There are first basic objects, the most important of which is paragraph because a paragraph is the fundamental bit in the act of writing. It is made of characters. Together, paragraphs contitute a text flow.

Another important object is frame, a rectangular area of aside data, be it an image, drawing or text. It creates a secondary flow independent from the main flow.

A secondary object is page. Pages don’t exist per se but are there to host the main flow. They represent the paper sheet paradigm, a contingent necessity because we humans can’t handle infinite medium. Pages are allocated on demand to accommodate text flow size and split it.

Geometric and typographical properties of these objects are described by styles. Styles for text are organised in a layered manner, paralleling object structure: paragraph styles at bottom, overlaid by character styles, themselves overlaid by direct formatting (which is a forced inclusion from other suites due to the difficulty for newcomers to accept to read the doc and reconsider habits).
Once you have understood this model, everything in Writer is “intuitive”.

Regarding “bullet points” or, more generally, list items, once again Writer clearly separates text from its “decoration” (bullet or number) in an orderly manner. What is used for list item is the same engine as chapter numbering: same possibilities, same versatility. But you must also accept this fact: a style, called list style, will describe all the properties of the “decoration”. Then, this style can be reused on any paragraph, guaranteeing consistency and uniformity all over the document.

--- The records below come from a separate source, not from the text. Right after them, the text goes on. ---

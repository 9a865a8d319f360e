//! Correlation tokens.
//!
//! A token is 16 random bytes, url-safe base64 encoded, and opaque by
//! construction. The payload it correlates to (which group/user/option) lives
//! only server-side, keyed by the token in the ephemeral cache, so a client
//! reading the token learns nothing about the answer.

use base64::Engine;
use base64::engine::general_purpose::URL_SAFE_NO_PAD;
use rand::Rng;
use serde::{Deserialize, Serialize};

use gatehouse_common::{GroupId, UserId, WardenError};

/// Generate a cryptographically random correlation token.
pub(crate) fn mint() -> String {
    let mut bytes = [0u8; 16];
    rand::rng().fill(&mut bytes);
    URL_SAFE_NO_PAD.encode(bytes)
}

/// Typed command a correlation token resolves to. Dispatch sites match
/// exhaustively; adding a variant is a compile error everywhere it matters.
#[derive(Debug, Clone, PartialEq, Eq, Serialize, Deserialize)]
#[serde(tag = "cmd", rename_all = "snake_case")]
pub(crate) enum TokenCommand {
    Answer {
        group_id: GroupId,
        user_id: UserId,
        value: String,
    },
}

impl TokenCommand {
    pub(crate) fn encode(&self) -> Result<String, WardenError> {
        serde_json::to_string(self).map_err(|e| WardenError::Internal(e.to_string()))
    }

    pub(crate) fn decode(raw: &str) -> Result<Self, WardenError> {
        serde_json::from_str(raw).map_err(|e| WardenError::InvalidToken(e.to_string()))
    }
}

#[cfg(test)]
mod tests {
    use super::*;

    #[test]
    fn tokens_are_unique_and_opaque() {
        let a = mint();
        let b = mint();
        assert_ne!(a, b);
        // 16 bytes, unpadded url-safe base64.
        assert_eq!(a.len(), 22);
        assert!(!a.contains('='));
    }

    #[test]
    fn commands_round_trip() {
        let command = TokenCommand::Answer {
            group_id: GroupId(-100),
            user_id: UserId(42),
            value: "17".to_string(),
        };
        let raw = command.encode().unwrap();
        assert_eq!(TokenCommand::decode(&raw).unwrap(), command);
    }

    #[test]
    fn garbage_does_not_decode() {
        assert!(matches!(
            TokenCommand::decode("definitely not json"),
            Err(WardenError::InvalidToken(_))
        ));
    }
}
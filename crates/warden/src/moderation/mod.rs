//! Content-moderation pipeline for posted images.
//!
//! Inspection order: caption denylist first (cheap, local), then the image
//! classifier, then OCR text re-checked against the denylist, short-circuiting
//! on the first hit. Enforcement deletes the message and applies a
//! time-bounded mute with exactly one decision per message; deletion and
//! restriction are independent platform calls, so a partial failure is logged
//! distinctly for manual reconciliation and never retried.

pub mod classifier;
mod denylist;

use std::sync::Arc;
use std::time::Duration;

use gatehouse_common::{
    AuditEvent, ChatRef, GroupId, GroupPolicy, MessageRef, RestrictionRecord, RestrictionType,
    UserId, WardenError,
};

use crate::config::ModerationSettings;
use crate::gateway::{MemberPermissions, PlatformGateway, SendOptions, is_message_missing};
use crate::notify::NotificationSink;
use crate::policy::PolicyRepository;
use crate::store::Store;
use crate::tasks;
use classifier::ImageAnalyzer;

/// Outcome of inspecting a message.
#[derive(Debug, Clone, PartialEq, Eq)]
pub enum Inspection {
    Clean,
    Violation(String),
}

pub struct ModerationPipeline {
    policies: Arc<PolicyRepository>,
    store: Arc<Store>,
    gateway: Arc<dyn PlatformGateway>,
    analyzer: Arc<dyn ImageAnalyzer>,
    sink: Arc<dyn NotificationSink>,
    settings: ModerationSettings,
}

impl ModerationPipeline {
    pub fn new(
        policies: Arc<PolicyRepository>,
        store: Arc<Store>,
        gateway: Arc<dyn PlatformGateway>,
        analyzer: Arc<dyn ImageAnalyzer>,
        sink: Arc<dyn NotificationSink>,
        settings: ModerationSettings,
    ) -> Self {
        Self {
            policies,
            store,
            gateway,
            analyzer,
            sink,
            settings,
        }
    }

    pub async fn handle_image_message(
        &self,
        group: GroupId,
        user: UserId,
        message: MessageRef,
        caption: Option<&str>,
        image_ref: &str,
    ) -> Result<(), WardenError> {
        let policy = self.policies.get(group).await?;
        if !policy.photo_filter_enabled {
            return Ok(());
        }

        if policy.admins_bypass_photo_filter {
            match self.gateway.get_chat_member(group, user).await {
                Ok(status) if status.is_admin() => {
                    tracing::debug!(group_id = %group, user_id = %user, "Administrator photo, filter bypassed");
                    return Ok(());
                }
                Ok(_) => {}
                Err(e) => {
                    // Unknown status is treated as a regular member.
                    tracing::warn!(group_id = %group, user_id = %user, error = %e, "Member status lookup failed");
                }
            }
        }

        match self.inspect(caption, image_ref).await {
            Inspection::Clean => Ok(()),
            Inspection::Violation(reason) => {
                self.enforce(group, user, message, &reason, &policy).await
            }
        }
    }

    /// Run the sub-checks in cost order. Classifier and OCR failures are
    /// logged and count as "nothing found by that sub-check".
    pub async fn inspect(&self, caption: Option<&str>, image_ref: &str) -> Inspection {
        if let Some(caption) = caption {
            if let Some(term) = denylist::find_term(caption) {
                return Inspection::Violation(format!("forbidden term in caption: {term}"));
            }
        }

        let image = match self.gateway.fetch_image(image_ref).await {
            Ok(bytes) => bytes,
            Err(e) => {
                tracing::warn!(image_ref, error = %e, "Image download failed, skipping image checks");
                return Inspection::Clean;
            }
        };

        match self.analyzer.classify_image(&image).await {
            Ok(tags) => {
                for tag in tags {
                    if tag.confidence > self.settings.tag_confidence_threshold {
                        if let Some(matched) = denylist::matching_tag(&tag.name) {
                            return Inspection::Violation(format!(
                                "forbidden image content: {} (tag {matched}, confidence {:.2})",
                                tag.name, tag.confidence
                            ));
                        }
                    }
                }
            }
            Err(e) => {
                tracing::warn!(error = %e, "Image classification failed, skipping");
            }
        }

        match self.analyzer.extract_text(&image).await {
            Ok(text) if !text.is_empty() => {
                if let Some(term) = denylist::find_term(&text) {
                    return Inspection::Violation(format!("forbidden term in image text: {term}"));
                }
            }
            Ok(_) => {}
            Err(e) => {
                tracing::warn!(error = %e, "OCR failed, skipping");
            }
        }

        Inspection::Clean
    }

    async fn enforce(
        &self,
        group: GroupId,
        user: UserId,
        message: MessageRef,
        reason: &str,
        policy: &GroupPolicy,
    ) -> Result<(), WardenError> {
        let deleted = match self.gateway.delete_message(message).await {
            Ok(()) => true,
            // Already gone is success, not a retry candidate.
            Err(e) if is_message_missing(&e) => true,
            Err(e) => {
                tracing::warn!(group_id = %group, user_id = %user, error = %e, "Violating message deletion failed");
                false
            }
        };

        let now = chrono::Utc::now().timestamp();
        let until = if policy.photo_filter_mute_minutes == 0 {
            None
        } else {
            Some(now + policy.photo_filter_mute_minutes * 60)
        };

        let restricted = match self
            .gateway
            .restrict_member(group, user, MemberPermissions::muted(), until)
            .await
        {
            Ok(()) => true,
            Err(e) => {
                tracing::error!(group_id = %group, user_id = %user, error = %e, "Restriction call failed");
                false
            }
        };

        if deleted != restricted {
            self.sink
                .emit(&AuditEvent::EnforcementPartial {
                    group_id: group,
                    user_id: user,
                    deleted,
                    restricted,
                })
                .await;
        }

        if restricted {
            if let Err(e) = self
                .store
                .append_restriction(RestrictionRecord {
                    group_id: group,
                    user_id: user,
                    kind: RestrictionType::Mute,
                    reason: reason.to_string(),
                    created_at: now,
                    expires_at: until,
                })
                .await
            {
                tracing::error!(group_id = %group, user_id = %user, error = %e, "Restriction record write failed");
            }
        }

        self.sink
            .emit(&AuditEvent::ImageRemoved {
                group_id: group,
                user_id: user,
                reason: reason.to_string(),
                muted_until: until,
            })
            .await;

        let mute_text = if policy.photo_filter_mute_minutes == 0 {
            "indefinitely".to_string()
        } else {
            format!("for {} minutes", policy.photo_filter_mute_minutes)
        };
        if let Ok(notice) = self
            .gateway
            .send_message(
                ChatRef::Group(group),
                &format!("❌ A photo from user {user} was removed.\n🔇 Muted {mute_text}."),
                SendOptions::default(),
            )
            .await
        {
            tasks::delete_after(
                self.gateway.clone(),
                notice,
                Duration::from_secs(self.settings.notice_delete_secs),
            );
        }

        tracing::info!(
            group_id = %group,
            user_id = %user,
            reason,
            deleted,
            restricted,
            "Image violation enforced"
        );
        Ok(())
    }
}
//! Health check endpoints.

use axum::{Json, extract::State, http::StatusCode};
use serde::Serialize;

use crate::state::AppState;

#[derive(Serialize)]
pub struct HealthResponse {
    status: &'static str,
    version: &'static str,
}

/// Basic health check (is the server running?)
pub async fn health_check() -> Json<HealthResponse> {
    Json(HealthResponse {
        status: "ok",
        version: env!("CARGO_PKG_VERSION"),
    })
}

#[derive(Serialize)]
pub struct ReadyResponse {
    status: &'static str,
    cache: bool,
    store: bool,
}

/// Readiness check (are all dependencies healthy?)
pub async fn ready_check(
    State(state): State<AppState>,
) -> Result<Json<ReadyResponse>, StatusCode> {
    let (cache_ok, store_ok) = state.ready().await;

    if cache_ok && store_ok {
        Ok(Json(ReadyResponse {
            status: "ready",
            cache: true,
            store: true,
        }))
    } else {
        // Return 503 if not ready
        Err(StatusCode::SERVICE_UNAVAILABLE)
    }
}

#[derive(Serialize)]
pub struct MetricsResponse {
    open_requests: i64,
    restrictions_total: i64,
}

/// Metrics endpoint (for monitoring)
pub async fn metrics(State(state): State<AppState>) -> Result<Json<MetricsResponse>, StatusCode> {
    let counts = state
        .store
        .call(|conn| {
            let open_requests: i64 = conn.query_row(
                "SELECT COUNT(*) FROM membership_requests WHERE status IN ('pending', 'challenge_issued')",
                [],
                |row| row.get(0),
            )?;
            let restrictions_total: i64 =
                conn.query_row("SELECT COUNT(*) FROM restrictions", [], |row| row.get(0))?;
            Ok((open_requests, restrictions_total))
        })
        .await
        .map_err(|_| StatusCode::SERVICE_UNAVAILABLE)?;

    Ok(Json(MetricsResponse {
        open_requests: counts.0,
        restrictions_total: counts.1,
    }))
}
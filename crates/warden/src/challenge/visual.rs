//! Distorted-image puzzles.
//!
//! The prompt is a number, a short string, or a small arithmetic expression,
//! drawn glyph by glyph with random rotation and color over background noise
//! (random line strokes plus speckle) to defeat naive OCR. The literal answer
//! never leaves the server; only the PNG does.

use ab_glyph::{FontArc, PxScale};
use image::{DynamicImage, ImageFormat, Rgba, RgbaImage};
use imageproc::drawing::{draw_line_segment_mut, draw_text_mut};
use imageproc::geometric_transformations::{Interpolation, rotate_about_center};
use rand::Rng;

use gatehouse_common::WardenError;

const WIDTH: u32 = 300;
const HEIGHT: u32 = 120;

/// Ambiguous glyphs (I/1, O/0) are left out.
const TEXT_CHARSET: &[u8] = b"ABCDEFGHJKLMNPQRSTUVWXYZ23456789";

pub(crate) struct VisualPrompt {
    /// What the user must type (verified case-insensitively).
    pub answer: String,
    /// What gets drawn on the image.
    pub text: String,
}

pub(crate) fn number_prompt<R: Rng + ?Sized>(rng: &mut R) -> VisualPrompt {
    let n: i64 = rng.random_range(1..=50);
    VisualPrompt {
        answer: n.to_string(),
        text: n.to_string(),
    }
}

pub(crate) fn text_prompt<R: Rng + ?Sized>(rng: &mut R) -> VisualPrompt {
    let word: String = (0..4)
        .map(|_| TEXT_CHARSET[rng.random_range(0..TEXT_CHARSET.len())] as char)
        .collect();
    VisualPrompt {
        answer: word.clone(),
        text: word,
    }
}

pub(crate) fn math_prompt<R: Rng + ?Sized>(rng: &mut R) -> VisualPrompt {
    match rng.random_range(0..3) {
        0 => {
            let a: i64 = rng.random_range(1..=20);
            let b: i64 = rng.random_range(1..=10);
            VisualPrompt {
                answer: (a + b).to_string(),
                text: format!("{a}+{b}"),
            }
        }
        1 => {
            let mut a: i64 = rng.random_range(1..=20);
            let mut b: i64 = rng.random_range(1..=10);
            if a < b {
                std::mem::swap(&mut a, &mut b);
            }
            VisualPrompt {
                answer: (a - b).to_string(),
                text: format!("{a}-{b}"),
            }
        }
        _ => {
            let a: i64 = rng.random_range(1..=10);
            let b: i64 = rng.random_range(1..=9);
            VisualPrompt {
                answer: (a * b).to_string(),
                text: format!("{a}×{b}"),
            }
        }
    }
}

pub(crate) fn random_prompt<R: Rng + ?Sized>(rng: &mut R) -> VisualPrompt {
    match rng.random_range(0..3) {
        0 => number_prompt(rng),
        1 => text_prompt(rng),
        _ => math_prompt(rng),
    }
}

/// Rasterize `text` into a noisy PNG.
pub(crate) fn render<R: Rng + ?Sized>(
    font: &FontArc,
    text: &str,
    rng: &mut R,
) -> Result<Vec<u8>, WardenError> {
    let mut img = RgbaImage::from_pixel(WIDTH, HEIGHT, Rgba([255, 255, 255, 255]));

    // Light background strokes.
    for _ in 0..8 {
        let start = (
            rng.random_range(0..WIDTH) as f32,
            rng.random_range(0..HEIGHT) as f32,
        );
        let end = (
            rng.random_range(0..WIDTH) as f32,
            rng.random_range(0..HEIGHT) as f32,
        );
        let shade = Rgba([
            rng.random_range(160..=200),
            rng.random_range(160..=200),
            rng.random_range(160..=200),
            255,
        ]);
        draw_line_segment_mut(&mut img, start, end, shade);
    }

    // Speckle.
    for _ in 0..500 {
        let x = rng.random_range(0..WIDTH);
        let y = rng.random_range(0..HEIGHT);
        img.put_pixel(
            x,
            y,
            Rgba([
                rng.random_range(0..=255),
                rng.random_range(0..=255),
                rng.random_range(0..=255),
                255,
            ]),
        );
    }

    // Each glyph gets its own rotation, color and vertical jitter.
    let glyph_count = text.chars().count() as u32;
    let spacing = (WIDTH / (glyph_count + 2)) as i64;
    let mut x_offset = spacing;

    for ch in text.chars() {
        let mut glyph = RgbaImage::from_pixel(40, 50, Rgba([0, 0, 0, 0]));
        let color = Rgba([
            rng.random_range(0..=100),
            rng.random_range(0..=100),
            rng.random_range(0..=100),
            255,
        ]);
        let scale = PxScale::from(rng.random_range(36..=42) as f32);
        draw_text_mut(&mut glyph, color, 5, 5, scale, font, &ch.to_string());

        let degrees = rng.random_range(-15..=15) as f32;
        let rotated = rotate_about_center(
            &glyph,
            degrees.to_radians(),
            Interpolation::Bilinear,
            Rgba([0, 0, 0, 0]),
        );

        let y = rng.random_range((HEIGHT / 4)..=(HEIGHT / 2)) as i64;
        image::imageops::overlay(&mut img, &rotated, x_offset, y);

        x_offset += spacing + rng.random_range(-10..=10);
    }

    // Strike-through lines over the glyphs.
    for _ in 0..4 {
        let start_y = rng.random_range((HEIGHT / 3)..=(2 * HEIGHT / 3)) as f32;
        let end_y = rng.random_range((HEIGHT / 3)..=(2 * HEIGHT / 3)) as f32;
        let shade = Rgba([
            rng.random_range(0..=150),
            rng.random_range(0..=150),
            rng.random_range(0..=150),
            255,
        ]);
        draw_line_segment_mut(&mut img, (0.0, start_y), (WIDTH as f32, end_y), shade);
        draw_line_segment_mut(
            &mut img,
            (0.0, start_y + 1.0),
            (WIDTH as f32, end_y + 1.0),
            shade,
        );
    }

    let mut bytes = Vec::new();
    DynamicImage::ImageRgba8(img)
        .write_to(&mut std::io::Cursor::new(&mut bytes), ImageFormat::Png)
        .map_err(|e| WardenError::Challenge(format!("png encode failed: {e}")))?;
    Ok(bytes)
}

#[cfg(test)]
mod tests {
    use super::*;

    #[test]
    fn number_prompts_stay_in_range() {
        let mut rng = rand::rng();
        for _ in 0..200 {
            let prompt = number_prompt(&mut rng);
            let n: i64 = prompt.answer.parse().unwrap();
            assert!((1..=50).contains(&n));
            assert_eq!(prompt.answer, prompt.text);
        }
    }

    #[test]
    fn text_prompts_use_the_unambiguous_charset() {
        let mut rng = rand::rng();
        for _ in 0..200 {
            let prompt = text_prompt(&mut rng);
            assert_eq!(prompt.answer.len(), 4);
            for b in prompt.answer.bytes() {
                assert!(TEXT_CHARSET.contains(&b), "unexpected glyph {}", b as char);
            }
        }
    }

    #[test]
    fn math_prompts_carry_the_expression_result() {
        let mut rng = rand::rng();
        for _ in 0..200 {
            let prompt = math_prompt(&mut rng);
            let expected: i64 = prompt.answer.parse().unwrap();
            assert!(expected >= 0);

            let computed = if let Some((a, b)) = prompt.text.split_once('+') {
                a.parse::<i64>().unwrap() + b.parse::<i64>().unwrap()
            } else if let Some((a, b)) = prompt.text.split_once('-') {
                a.parse::<i64>().unwrap() - b.parse::<i64>().unwrap()
            } else if let Some((a, b)) = prompt.text.split_once('×') {
                a.parse::<i64>().unwrap() * b.parse::<i64>().unwrap()
            } else {
                panic!("unrecognized expression: {}", prompt.text);
            };
            assert_eq!(computed, expected);
        }
    }
}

As mentioned by @Hrbrgr, the range of Writer is tremendously large. And when it comes to complex technical documents, its advantages become obvious. With styles, you completely separate (when used correctly) contents from appearance. This means once tha author has completed the task of writing the book, formatting may be handed over to a graphist to tune layout and look. Correct styling ensures that whatever the “artist” does, the contents remains the same and can’t be damaged. This implies, contrary to other suites, no “direct formatting” has been applied to text because this manual operation can be wiped out by the enlightenment while style application can’t. The artist is only allowed to change the style properties without ever doing any modification to text.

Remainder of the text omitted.